// src/cli.rs

//! CLI argument parsing using `clap`.
//!
//! The binary exercises the offline parts of the supervisor: config
//! validation, parameter masking, framed log demultiplexing, version
//! comparison and deployment name checks.

use std::path::PathBuf;

use clap::{Parser, Subcommand, ValueEnum};

/// Command-line arguments for `backup-supervisor`.
#[derive(Debug, Clone, Parser)]
#[command(
    name = "backup-supervisor",
    version,
    about = "Supervise agent-executed backup and restore operations.",
    long_about = None
)]
pub struct CliArgs {
    /// Path to the config file (TOML).
    ///
    /// Default: `BackupSupervisor.toml` in the current working directory.
    #[arg(long, global = true, value_name = "PATH", default_value = "BackupSupervisor.toml")]
    pub config: String,

    /// Logging level (error, warn, info, debug, trace).
    ///
    /// If omitted, `BACKUP_SUPERVISOR_LOG` or a default level will be used.
    #[arg(long, global = true, value_enum, value_name = "LEVEL")]
    pub log_level: Option<LogLevel>,

    #[command(subcommand)]
    pub command: Command,
}

#[derive(Debug, Clone, Subcommand)]
pub enum Command {
    /// Parse and validate the config file, then print the effective settings.
    CheckConfig,

    /// Print a JSON parameter bag with sensitive values masked.
    Mask {
        /// JSON file to read; `-` reads stdin.
        #[arg(value_name = "FILE")]
        file: PathBuf,
    },

    /// Split a framed stdout/stderr capture into its two channels.
    Demux {
        #[arg(value_name = "FILE")]
        file: PathBuf,

        /// Keep only the last N lines per channel (overrides `[logs].tail`).
        #[arg(long, value_name = "N")]
        tail: Option<usize>,
    },

    /// Compare two dotted versions; prints -1, 0 or 1.
    CompareVersions { a: String, b: String },

    /// Check a deployment name against the configured grammar.
    ValidateDeployment { name: String },
}

/// Log level as exposed on the CLI.
#[derive(Debug, Copy, Clone, ValueEnum)]
pub enum LogLevel {
    Error,
    Warn,
    Info,
    Debug,
    Trace,
}

/// Convenience wrapper around `CliArgs::parse()`.
pub fn parse() -> CliArgs {
    CliArgs::parse()
}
-------
Repeat the material above exactly, including every line.

// src/cli.rs

//! CLI argument parsing using `clap`.
//!
//! The binary exercises the offline parts of the supervisor: config
//! validation, parameter masking, framed log demultiplexing, version
//! comparison and deployment name checks.

use std::path::PathBuf;

use clap::{Parser, Subcommand, ValueEnum};

/// Command-line arguments for `backup-supervisor`.
#[derive(Debug, Clone, Parser)]
#[command(
    name = "backup-supervisor",
    version,
    about = "Supervise agent-executed backup and restore operations.",
    long_about = None
)]
pub struct CliArgs {
    /// Path to the config file (TOML).
    ///
    /// Default: `BackupSupervisor.toml` in the current working directory.
    #[arg(long, global = true, value_name = "PATH", default_value = "BackupSupervisor.toml")]
    pub config: String,

    /// Logging level (error, warn, info, debug, trace).
    ///
    /// If omitted, `BACKUP_SUPERVISOR_LOG` or a default level will be used.
    #[arg(long, global = true, value_enum, value_name = "LEVEL")]
    pub log_level: Option<LogLevel>,

    #[command(subcommand)]
    pub command: Command,
}

#[derive(Debug, Clone, Subcommand)]
pub enum Command {
    /// Parse and validate the config file, then print the effective settings.
    CheckConfig,

    /// Print a JSON parameter bag with sensitive values masked.
    Mask {
        /// JSON file to read; `-` reads stdin.
        #[arg(value_name = "FILE")]
        file: PathBuf,
    },

    /// Split a framed stdout/stderr capture into its two channels.
    Demux {
        #[arg(value_name = "FILE")]
        file: PathBuf,

        /// Keep only the last N lines per channel (overrides `[logs].tail`).
        #[arg(long, value_name = "N")]
        tail: Option<usize>,
    },

    /// Compare two dotted versions; prints -1, 0 or 1.
    CompareVersions { a: String, b: String },

    /// Check a deployment name against the configured grammar.
    ValidateDeployment { name: String },
}

/// Log level as exposed on the CLI.
#[derive(Debug, Copy, Clone, ValueEnum)]
pub enum LogLevel {
    Error,
    Warn,
    Info,
    Debug,
    Trace,
}

/// Convenience wrapper around `CliArgs::parse()`.
pub fn parse() -> CliArgs {
    CliArgs::parse()
}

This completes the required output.